Оказалось, на меня, голого, брызгали из перцового баллончика. Видя, как я корчусь от боли, силовики смеялись. «Ну что, где сейчас твой Бандера? — с издевкой сказал „начальник“.— Что же он тебе не помогает? Нехорошо». «Беркутовцы», как по команде, услужливо захохотали. «Давай, зови Бандеру! — продолжали издеваться. — Кто тебе сейчас поможет, как не он?» Неожиданно один из «беркутовцев» вышел из толпы и… вонзил мне в бедро нож. Я почувствовал, как на холодное тело брызнула горячая кровь… «Это тебе за нашего друга, — выпалил спецназовец. — Из-за таких, как ты, он уже второй месяц в больнице». Несколько «беркутовцев» пнули меня ногами. «Теперь пой», — заявил «начальник». «Что петь?» — тихо спросил я. «Пой свой гимн, патриот! — засмеялся „беркутовец“. — Давай, давай!» Я подумал, что они шутят. Но меня несколько раз ударили щитом по голове: «Пой, кому говорят! Или уже забыл любимые слова?» Я был готов делать все, что угодно, лишь бы меня отпустили. «Ще не вмерла Україна…» — тихо начал. «Громче!» — скомандовали силовики. Я запел громче. В тот момент мне казалось, что живым меня уже не отпустят.
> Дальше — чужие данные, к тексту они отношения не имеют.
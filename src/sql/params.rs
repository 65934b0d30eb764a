//! Parameter bindings and placeholder rendering.

use serde::{Deserialize, Serialize};
use std::collections::BTreeMap;

use crate::value::SqlValue;

/// Marker prepended to every parameter name generated from a filter chain
pub const PARAM_PREFIX: &str = "param_";

/// Named parameters bound to a statement
pub type Params = BTreeMap<String, SqlValue>;

/// How placeholders are written into statement text
#[derive(Debug, Clone, Copy, PartialEq, Eq, Default, Serialize, Deserialize)]
#[serde(rename_all = "lowercase")]
pub enum PlaceholderStyle {
    /// `%(name)s`, the DB-API "pyformat" style used by MySQL drivers
    #[default]
    PyFormat,
    /// `:name`
    Colon,
}

impl PlaceholderStyle {
    pub fn token(self, name: &str) -> String {
        match self {
            PlaceholderStyle::PyFormat => format!("%({})s", name),
            PlaceholderStyle::Colon => format!(":{}", name),
        }
    }

    /// Regex matching one placeholder; capture group 1 is the name
    pub(crate) fn pattern(self) -> &'static str {
        match self {
            PlaceholderStyle::PyFormat => r"%\((\w+)\)s",
            PlaceholderStyle::Colon => r":(\w+)",
        }
    }
}

/// Whether chain parameters get the `param_` prefix
#[derive(Debug, Clone, Copy, PartialEq, Eq)]
pub enum ParamNaming {
    /// `param_<column>`: generated statements, keeps clear of SET placeholders
    Prefixed,
    /// `<column>`: the caller wrote the statement and named the placeholders
    Verbatim,
}

impl ParamNaming {
    pub fn apply(self, column: &str) -> String {
        match self {
            ParamNaming::Prefixed => format!("{}{}", PARAM_PREFIX, column),
            ParamNaming::Verbatim => column.to_string(),
        }
    }
}

/// Lowest `n` such that `<base>_<n>` is not bound yet
pub(crate) fn next_free_index(params: &Params, base: &str) -> usize {
    let mut next = 0;
    while params.contains_key(&format!("{}_{}", base, next)) {
        next += 1;
    }
    next
}
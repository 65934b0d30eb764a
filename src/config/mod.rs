//! Configuration module
//!
//! Settings that shape generated SQL and insert behaviour, loaded from
//! TOML.

pub mod config;

pub use config::DaoConfig;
«На „беркутовцев“ страшно было смотреть. В их глазах горел такой огонь, словно в них вселились демоны»

По словам Михаила, после этих пыток «беркутовцы» отнесли его в автозак. Там, обледеневшего и истекающего кровью, опять избили.

— Я провел в автозаке около четырех часов, — вспоминает Михаил. — Сам не знаю, как все это выдержал. Как бы ужасно ни звучало, но меня спас парень, которого избили первым. Когда ему стало совсем плохо, спецназовцы сообразили, что нужно вызвать «скорую». Мне бросили одежду. Не мою — дали какую-то куртку, размера на три больше моей, и длинные широкие штаны. Они были мокрые и воняли бензином. Я быстро надел их и только потом подумал: вдруг мне специально дали одежду в бензине, чтобы потом обвинить в приготовлении коктейля Молотова или в чем-то подобном? Но снять ее уже не мог — было слишком холодно.
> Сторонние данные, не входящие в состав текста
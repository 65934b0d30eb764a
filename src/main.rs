//! `sql-dao` prints the statement and bindings a plan would produce,
//! without touching a database.
//!
//! ```text
//! sql-dao [--config PATH] [PLAN.json | -]
//! ```
//!
//! A plan looks like:
//!
//! ```json
//! {
//!   "table": "users",
//!   "operation": "select",
//!   "filters": [
//!     {"column": "age", "op": ">", "value": 18},
//!     {"connector": "and", "column": "status", "op": "=", "value": "active"}
//!   ]
//! }
//! ```

use anyhow::{anyhow, bail, Context, Result};
use serde::Deserialize;
use std::io::Read;
use std::path::PathBuf;
use std::{env, fs, io};
use tracing::debug;

use sql_dao::sql::FilterStep;
use sql_dao::{
    logging, Dao, DaoConfig, Executor, FilterChain, Params, Record, WriteOutcome,
};

#[derive(Debug, Clone, Copy, Deserialize)]
#[serde(rename_all = "lowercase")]
enum Operation {
    Select,
    Insert,
    Update,
    Delete,
}

#[derive(Debug, Deserialize)]
struct StatementPlan {
    table: String,
    operation: Operation,
    #[serde(default)]
    filters: Vec<FilterStep>,
    /// Hand-written SELECT used instead of the generated one
    #[serde(default)]
    sql: Option<String>,
    /// Single record for insert/update
    #[serde(default)]
    record: Option<serde_json::Value>,
    /// Batch for insert
    #[serde(default)]
    records: Vec<serde_json::Value>,
}

/// Stand-in executor: prepare_* never reaches it
struct DryRun;

impl Executor for DryRun {
    fn execute(&mut self, sql: &str, _params: &Params) -> Result<Vec<Record>> {
        Err(anyhow!("dry run cannot execute: {}", sql))
    }

    fn execute_write(&mut self, sql: &str, _params: &Params) -> Result<WriteOutcome> {
        Err(anyhow!("dry run cannot execute: {}", sql))
    }

    fn commit(&mut self) -> Result<()> {
        Ok(())
    }
}

struct Args {
    config: Option<PathBuf>,
    plan: Option<PathBuf>,
}

fn parse_args() -> Result<Args> {
    let mut args = Args {
        config: None,
        plan: None,
    };
    let mut iter = env::args().skip(1);
    while let Some(arg) = iter.next() {
        match arg.as_str() {
            "--config" => {
                let path = iter.next().context("--config needs a path")?;
                args.config = Some(PathBuf::from(path));
            }
            "-h" | "--help" => {
                println!("usage: sql-dao [--config PATH] [PLAN.json | -]");
                std::process::exit(0);
            }
            "-" => args.plan = None,
            other if other.starts_with("--") => bail!("unknown option {}", other),
            other => args.plan = Some(PathBuf::from(other)),
        }
    }
    Ok(args)
}

fn read_plan(path: Option<&PathBuf>) -> Result<StatementPlan> {
    let contents = match path {
        Some(path) => fs::read_to_string(path)
            .with_context(|| format!("reading plan {}", path.display()))?,
        None => {
            let mut buffer = String::new();
            io::stdin()
                .read_to_string(&mut buffer)
                .context("reading plan from stdin")?;
            buffer
        }
    };
    serde_json::from_str(&contents).context("parsing plan")
}

fn to_record(value: &serde_json::Value) -> Result<Record> {
    Record::from_json(value).ok_or_else(|| anyhow!("records must be JSON objects, got {}", value))
}

fn render_plan(plan: &StatementPlan, config: &DaoConfig) -> Result<serde_json::Value> {
    let mut dao = Dao::with_config(&plan.table, DryRun, config);
    *dao.filters_mut() = FilterChain::from_steps(&plan.filters)?;

    let output = match plan.operation {
        Operation::Select => serde_json::to_value(dao.prepare_find(plan.sql.as_deref())?)?,
        Operation::Insert => {
            let mut records = plan
                .records
                .iter()
                .map(to_record)
                .collect::<Result<Vec<_>>>()?;
            if let Some(record) = &plan.record {
                records.insert(0, to_record(record)?);
            }
            serde_json::to_value(dao.prepare_insert(&records)?)?
        }
        Operation::Update => {
            let record = plan
                .record
                .as_ref()
                .context("update needs a \"record\"")?;
            serde_json::to_value(dao.prepare_update(&to_record(record)?)?)?
        }
        Operation::Delete => serde_json::to_value(dao.prepare_delete()?)?,
    };
    Ok(output)
}

fn main() -> Result<()> {
    logging::init_tracing()?;

    let args = parse_args()?;
    let config = match &args.config {
        Some(path) => DaoConfig::load_from(path)?,
        None => DaoConfig::load()?,
    };
    debug!(target: "system", "Using config {:?}", config);

    let plan = read_plan(args.plan.as_ref())?;
    let output = render_plan(&plan, &config)?;
    println!("{}", serde_json::to_string_pretty(&output)?);
    Ok(())
}
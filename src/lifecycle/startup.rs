//! Startup orchestration.
//!
//! # Responsibilities
//! - Validate configuration
//! - Build the daemon endpoint and client (no network traffic)
//! - Start the cache refresher
//!
//! # Design Decisions
//! - Fail fast: any startup error is fatal
//! - Subsystems initialize in order, not concurrently
//! - The listener starts last (main.rs), after the refresher is running

use std::sync::Arc;
use std::time::Duration;

use thiserror::Error;
use tokio::task::JoinHandle;

use crate::cache::{CacheRefresher, RecentBlocks};
use crate::config::{validate_config, ConfigError, ExplorerConfig};
use crate::daemon::{DaemonClient, DaemonEndpoint, DaemonError, EndpointError};
use crate::http::AppState;
use crate::lifecycle::Shutdown;
use crate::search::SearchClassifier;

/// Fatal problems detected before serving.
#[derive(Debug, Error)]
pub enum StartupError {
    #[error("{0}")]
    Config(#[from] ConfigError),

    #[error("Invalid daemon settings: {0}")]
    Endpoint(#[from] EndpointError),

    #[error("{0}")]
    Daemon(#[from] DaemonError),
}

/// The wired-up core services.
#[derive(Clone)]
pub struct Explorer {
    pub config: Arc<ExplorerConfig>,
    pub client: DaemonClient,
    pub blocks: Arc<RecentBlocks>,
}

impl Explorer {
    /// Validate `config` and build the daemon client.
    pub fn build(config: ExplorerConfig) -> Result<Self, StartupError> {
        validate_config(&config).map_err(ConfigError::Validation)?;

        let endpoint = DaemonEndpoint::from_config(&config.daemon)?;
        let client = DaemonClient::connect(&endpoint, Duration::from_secs(config.daemon.timeout_secs))?;
        Ok(Self::with_client(config, client))
    }

    /// Assemble services around an existing client.
    pub fn with_client(config: ExplorerConfig, client: DaemonClient) -> Self {
        Self {
            config: Arc::new(config),
            client,
            blocks: Arc::new(RecentBlocks::new()),
        }
    }

    /// Spawn the background refresher; it stops when `shutdown` fires.
    pub fn spawn_refresher(&self, shutdown: &Shutdown) -> JoinHandle<()> {
        let refresher = CacheRefresher::new(
            self.client.clone(),
            self.blocks.clone(),
            &self.config.cache,
            self.config.retries.clone(),
        );
        tokio::spawn(refresher.run(shutdown.subscribe()))
    }

    /// State shared by the HTTP handlers.
    pub fn app_state(&self) -> AppState {
        AppState {
            client: self.client.clone(),
            blocks: self.blocks.clone(),
            classifier: SearchClassifier::new(self.client.clone())
                .verify_block_hash(self.config.search.verify_block_hash),
        }
    }
}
В какой-то момент показалось, что меня хотят отпустить. «Беркутовцы» даже открыли дверь автозака. Но потом «начальник» передумал. Знаете, как в исторических фильмах: берут человека в плен и говорят, что он должен что-то передать своему королю. Так и у меня. «Иди на Майдан и передай своим майдановцам, что завтра им придет смерть», — сказал «начальник». Я испуганно кивнул. Уже хотел выходить из автозака (и откуда только взялись силы?). Но меня опять схватили за шиворот и затянули назад. Передумали.

На «беркутовцев» страшно было даже смотреть. Они были совсем неадекватные. В глазах горел такой огонь, словно в них вселились демоны. Их как будто чем-то накачивают или обкалывают, чтобы они потом так жестоко расправлялись с людьми. Они ни капельки не расстроились, что их коллеги пострадали от огня, не думали оказывать им помощь… В глазах была ненависть. Я четко понял, что они готовы убивать. Если бы им дали приказ убить всех протестующих, они, не задумываясь, сделали бы это.

Михаила Нискогуза спасла «скорая». Правда, по словам парня, «беркутовцы» все равно не хотели его отпускать.

— Они вызвали врачей для парня, который уже практически не дышал, — объясняет Михаил. — А я еще каким-то образом держался. «Да он весь в крови, — увидев меня, ужаснулись медики. — Его срочно нужно госпитализировать». «Мы везем его в райотдел, — отрезал „начальник“. — Он задержан за массовые беспорядки». К счастью, врачи все-таки настояли на своем. Спасибо им большое — они спасли мне жизнь. Иначе я умер бы в райотделе. В палате я все равно был под конвоем, в наручниках — как особо опасный преступник. Только на днях суд отпустил меня под домашний арест.

Сейчас Михаил лечится. Более детальное обследование показало, что у него сместилась сломанная локтевая кость. Скорее всего, потребуется операция.

— После пережитого не страшна уже никакая операция, — говорит Михаил. — На то, что людей, покалечивших меня, накажут, даже не надеюсь. Лица «беркутовцев», которые раздевали на морозе Михаила Гаврилюка, зафиксировала видеокамера. Но никто из них по сей день не понес наказания. Что уже говорить о моем случае… Сейчас рядом со мной отец, он просит не думать о плохом. Дедушка в последнее время и без того неважно себя чувствовал. А узнав, что со мной случилось, окончательно слег. Сейчас я молюсь за него, а он — за меня. Друзья все еще на Майдане. После того, что со мной произошло, они пообещали бороться до конца.